Durant deux heures, les six représentants des victimes ont rappelé leurs préoccupations essentielles : l’établissement de la vérité, c'est-à-dire l’identification, la condamnation et la punition de ceux qui leur ont fait du tort. Ils ont rappelé les traumatismes subis et ont exhorté la Cour à ne pas se prononcer en faveur de l’impunité.

L’indépendance des victimes par rapport aux procureurs
Maître Massida a insisté sur le fait que les victimes n’étaient pas des assistants des procureurs, mais avaient eu des initiatives propres. Elle a rappelé aussi que selon les représentants des victimes, l’accusé n’était pas seulement co-auteur, mais auteur direct des crimes qui lui étaient reprochés. Elle a décrit le parcours des enfants soldats : recrutés au sein des forces armées de l’UPC/FPLC, forcés à suivre une formation militaire dans les camps d’entraînement, mis au combat, forcés à utiliser leur arme, à tuer des « ennemis ». Ils sont souvent devenus « gardes du corps » de commandants. Les filles, en plus des activités « militaires » devenant esclaves sexuelles des commandants. Elle a évoqué les conséquences psychologiques et physiques désastreuses que subissent les anciens enfants soldats.
Mme Massida a aussi parlé longuement des pressions, des persécutions qu’ont eues à subir ces victimes de la part de leur famille et de leur communauté parce qu’elles acceptaient de témoigner devant la Cour, et elle a ainsi mis en cause la Défense dans le revirement « miraculeux » de la position de certaines d’entre elles.

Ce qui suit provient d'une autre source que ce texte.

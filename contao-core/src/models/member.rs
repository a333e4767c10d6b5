// Contao - front-end rendering core for the Contao CMS
// Copyright (C) 2025 Contao Project Contributors
//
// This program is free software: you can redistribute it and/or modify
// it under the terms of the GNU Affero General Public License as
// published by the Free Software Foundation, either version 3 of the
// License, or (at your option) any later version.
//
// This program is distributed in the hope that it will be useful,
// but WITHOUT ANY WARRANTY; without even the implied warranty of
// MERCHANTABILITY or FITNESS FOR A PARTICULAR PURPOSE.  See the
// GNU Affero General Public License for more details.
//
// You should have received a copy of the GNU Affero General Public License
// along with this program.  If not, see <https://www.gnu.org/licenses/>.

use anyhow::Result;
use argon2::{
    password_hash::{PasswordHasher, SaltString},
    Argon2,
};
use chrono::{DateTime, Duration, Utc};
use regex::Regex;
use serde::{Deserialize, Serialize};

/// Failed logins after which an account is locked.
pub const MAX_LOGIN_ATTEMPTS: i64 = 3;

/// How long an account stays locked.
pub const LOCK_PERIOD_MINUTES: i64 = 5;

pub const MIN_PASSWORD_LENGTH: usize = 8;

#[derive(Debug, Clone, Serialize, Deserialize, PartialEq)]
pub struct Member {
    pub id: Option<i64>,
    pub username: String,
    pub email: String,
    pub firstname: String,
    pub lastname: String,
    #[serde(skip_serializing)]
    pub password_hash: String,
    pub groups: Vec<i64>,
    pub login: bool,
    pub disable: bool,
    pub start: Option<DateTime<Utc>>,
    pub stop: Option<DateTime<Utc>>,
    pub locked_until: Option<DateTime<Utc>>,
    pub login_attempts: i64,
    pub last_login: Option<DateTime<Utc>>,
    pub current_login: Option<DateTime<Utc>>,
    pub date_added: DateTime<Utc>,
    pub created_at: DateTime<Utc>,
    pub updated_at: DateTime<Utc>,
}

impl Member {
    /// Create a new member that may log in, with a hashed password
    pub fn new(username: String, email: String, password: &str) -> Result<Self> {
        Self::validate_username(&username)
            .map_err(|e| anyhow::anyhow!("Invalid username: {}", e))?;
        Self::validate_email(&email).map_err(|e| anyhow::anyhow!("Invalid email: {}", e))?;

        let password_hash = Self::hash_password(password)?;
        let now = Utc::now();

        Ok(Self {
            id: None,
            username,
            email,
            firstname: String::new(),
            lastname: String::new(),
            password_hash,
            groups: Vec::new(),
            login: true,
            disable: false,
            start: None,
            stop: None,
            locked_until: None,
            login_attempts: 0,
            last_login: None,
            current_login: None,
            date_added: now,
            created_at: now,
            updated_at: now,
        })
    }

    pub fn id(&self) -> i64 {
        self.id.unwrap_or_default()
    }

    /// Hash a password using Argon2
    pub fn hash_password(password: &str) -> Result<String> {
        use argon2::password_hash::rand_core::OsRng;

        let salt = SaltString::generate(&mut OsRng);
        let password_hash = Argon2::default()
            .hash_password(password.as_bytes(), &salt)
            .map_err(|e| anyhow::anyhow!("Failed to hash password: {}", e))?
            .to_string();
        Ok(password_hash)
    }

    pub fn set_password(&mut self, password: &str) -> Result<()> {
        self.password_hash = Self::hash_password(password)?;
        self.updated_at = Utc::now();
        Ok(())
    }

    pub fn verify_password(&self, password: &str) -> Result<bool> {
        use argon2::password_hash::{PasswordHash, PasswordVerifier};

        let parsed_hash = PasswordHash::new(&self.password_hash)
            .map_err(|e| anyhow::anyhow!("Invalid password hash format: {}", e))?;

        Ok(Argon2::default()
            .verify_password(password.as_bytes(), &parsed_hash)
            .is_ok())
    }

    pub fn validate_email(email: &str) -> Result<(), String> {
        if email.is_empty() {
            return Err("Email cannot be empty".to_string());
        }

        if email.len() > 255 {
            return Err("Email cannot exceed 255 characters".to_string());
        }

        let email_regex = Regex::new(r"^[a-zA-Z0-9]([a-zA-Z0-9._%+-]*[a-zA-Z0-9])?@[a-zA-Z0-9]([a-zA-Z0-9.-]*[a-zA-Z0-9])?\.[a-zA-Z]{2,}$")
            .map_err(|e| format!("Failed to compile email regex: {}", e))?;

        if !email_regex.is_match(email) {
            return Err("Invalid email format".to_string());
        }

        Ok(())
    }

    pub fn validate_username(username: &str) -> Result<(), String> {
        if username.len() < 3 {
            return Err("Username must be at least 3 characters".to_string());
        }

        if username.len() > 64 {
            return Err("Username cannot exceed 64 characters".to_string());
        }

        let username_regex = Regex::new(r"^[a-zA-Z0-9][a-zA-Z0-9._@-]*$")
            .map_err(|e| format!("Failed to compile username regex: {}", e))?;

        if !username_regex.is_match(username) {
            return Err(
                "Username may only contain letters, numbers, dots, hyphens, underscores and @"
                    .to_string(),
            );
        }

        Ok(())
    }

    pub fn validate_password(password: &str) -> Result<(), String> {
        if password.chars().count() < MIN_PASSWORD_LENGTH {
            return Err(format!(
                "Password must be at least {} characters",
                MIN_PASSWORD_LENGTH
            ));
        }
        Ok(())
    }

    pub fn full_name(&self) -> String {
        format!("{} {}", self.firstname.trim(), self.lastname.trim())
            .trim()
            .to_string()
    }

    pub fn is_locked(&self, now: DateTime<Utc>) -> bool {
        matches!(self.locked_until, Some(until) if until > now)
    }

    /// Active account: login allowed, not disabled, inside the activation window.
    pub fn is_active(&self, now: DateTime<Utc>) -> bool {
        if !self.login || self.disable {
            return false;
        }
        if matches!(self.start, Some(start) if start > now) {
            return false;
        }
        if matches!(self.stop, Some(stop) if stop <= now) {
            return false;
        }
        true
    }

    pub fn can_login(&self, now: DateTime<Utc>) -> bool {
        self.is_active(now) && !self.is_locked(now)
    }

    /// Count a failed attempt; the third one locks the account.
    pub fn register_failed_login(&mut self, now: DateTime<Utc>) {
        self.login_attempts += 1;
        if self.login_attempts >= MAX_LOGIN_ATTEMPTS {
            self.locked_until = Some(now + Duration::minutes(LOCK_PERIOD_MINUTES));
            self.login_attempts = 0;
        }
        self.updated_at = now;
    }

    pub fn register_successful_login(&mut self, now: DateTime<Utc>) {
        self.login_attempts = 0;
        self.locked_until = None;
        self.last_login = self.current_login.or(Some(now));
        self.current_login = Some(now);
        self.updated_at = now;
    }

    pub fn is_valid(&self) -> Result<(), String> {
        Self::validate_username(&self.username)?;
        Self::validate_email(&self.email)?;

        if self.password_hash.is_empty() {
            return Err("Password hash cannot be empty".to_string());
        }

        Ok(())
    }
}

#[cfg(test)]
mod tests {
    use super::*;

    fn member() -> Member {
        Member::new("jdoe".to_string(), "jdoe@example.com".to_string(), "secret123").unwrap()
    }

    #[test]
    fn test_new_member() {
        let member = member();
        assert_eq!(member.username, "jdoe");
        assert!(member.login);
        assert!(!member.disable);
        assert_ne!(member.password_hash, "secret123");
        assert!(member.password_hash.starts_with("$argon2"));
        assert!(member.is_valid().is_ok());
    }

    #[test]
    fn test_new_member_rejects_bad_input() {
        assert!(Member::new("x".to_string(), "x@example.com".to_string(), "secret123").is_err());
        assert!(Member::new("jdoe".to_string(), "not-an-email".to_string(), "secret123").is_err());
    }

    #[test]
    fn test_verify_password() {
        let mut member = member();
        assert!(member.verify_password("secret123").unwrap());
        assert!(!member.verify_password("wrong").unwrap());

        member.set_password("another-pass").unwrap();
        assert!(member.verify_password("another-pass").unwrap());
        assert!(!member.verify_password("secret123").unwrap());
    }

    #[test]
    fn test_verify_password_with_corrupt_hash() {
        let mut member = member();
        member.password_hash = "plain".to_string();
        assert!(member.verify_password("plain").is_err());
    }

    #[test]
    fn test_validate_password() {
        assert!(Member::validate_password("short").is_err());
        assert!(Member::validate_password("12345678").is_ok());
    }

    #[test]
    fn test_validate_username() {
        assert!(Member::validate_username("john.doe@home").is_ok());
        assert!(Member::validate_username("ab").is_err());
        assert!(Member::validate_username("-john").is_err());
        assert!(Member::validate_username("john doe").is_err());
    }

    #[test]
    fn test_can_login_window() {
        let now = Utc::now();
        let mut member = member();
        assert!(member.can_login(now));

        member.start = Some(now + Duration::hours(1));
        assert!(!member.can_login(now));
        member.start = None;

        member.stop = Some(now);
        assert!(!member.can_login(now));
        member.stop = None;

        member.disable = true;
        assert!(!member.can_login(now));
        member.disable = false;

        member.login = false;
        assert!(!member.can_login(now));
    }

    #[test]
    fn test_third_failed_login_locks_account() {
        let now = Utc::now();
        let mut member = member();

        member.register_failed_login(now);
        member.register_failed_login(now);
        assert!(member.can_login(now));
        assert_eq!(member.login_attempts, 2);

        member.register_failed_login(now);
        assert!(member.is_locked(now));
        assert!(!member.can_login(now));
        assert!(member.can_login(now + Duration::minutes(LOCK_PERIOD_MINUTES)));
    }

    #[test]
    fn test_successful_login_resets_counters() {
        let now = Utc::now();
        let mut member = member();
        member.register_failed_login(now);
        member.register_successful_login(now);
        assert_eq!(member.login_attempts, 0);
        assert_eq!(member.current_login, Some(now));
        assert_eq!(member.last_login, Some(now));

        let later = now + Duration::days(1);
        member.register_successful_login(later);
        assert_eq!(member.last_login, Some(now));
        assert_eq!(member.current_login, Some(later));
    }

    #[test]
    fn test_full_name() {
        let mut member = member();
        assert_eq!(member.full_name(), "");
        member.firstname = "Jane".to_string();
        member.lastname = "Doe".to_string();
        assert_eq!(member.full_name(), "Jane Doe");
    }

    #[test]
    fn test_password_hash_is_not_serialized() {
        let json = serde_json::to_value(member()).unwrap();
        assert!(json.get("password_hash").is_none());
        assert_eq!(json["username"], "jdoe");
    }
}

Des écoles vidées à moitié
Un représentant des victimes, M. Paul Kabongo Tshibangu a présenté des rapports détaillés selon lesquels les écoles d’Ituri avaient été à demi vidées. S’appuyant sur des rapports de Human Right Watch, et sur les émissions de la radio de la MONUC, il a insisté sur le fait que les milices dont celle dirigée par Thomas Lubanga ont recruté en 2002-2003 des enfants de 7 à 17 ans. Les enlevant dans des écoles, sur des marchés, sur la route ou en demandant aux familles de « donner » leur enfant pour la défense. Mais c’est surtout en s’appuyant sur des témoignages de victimes de la conscription, qu’il a plaidé l’inculpation de l’accusé dans ce crime.

Des témoins fiables
M. Joseph Keta Orwinyo a insisté sur la fiabilité des témoignages. Il a démonté les arguments de la défense qui tentaient de décrédibiliser les dépositions des victimes/témoins et qui ont donné lieu à la suspension du procès en juillet-août 2010.
M. Mulenda a exposé les problèmes posés par l’absence d’état civil dans cette région de RDC, démontant ainsi les arguments de la défense qui conteste l’âge et le nom des victimes. Il a aussi rappelé les menaces reçues par les victimes qui ont accepté de venir témoigner devant la Cour. Il a conclu en rappelant que selon lui, « la guerre en Ituri n’a pas profité à la majorité de la population. Elle n’a pas non plus été organisée pour sauver des communautés. Au contraire, ce sont les ressources naturelles qui ont attiré les belligérants »

Les violences sexuelles
Mme Carine Bapita Buyangandu a proposé que bien que ne figurant pas dans les charges retenues, les sévices sexuels sur les filles soldats soient considérés comme « circonstances aggravantes ». Si l’accusé était reconnu coupable, il s’agirait de prendre en compte cette charge dans l’établissement de la peine.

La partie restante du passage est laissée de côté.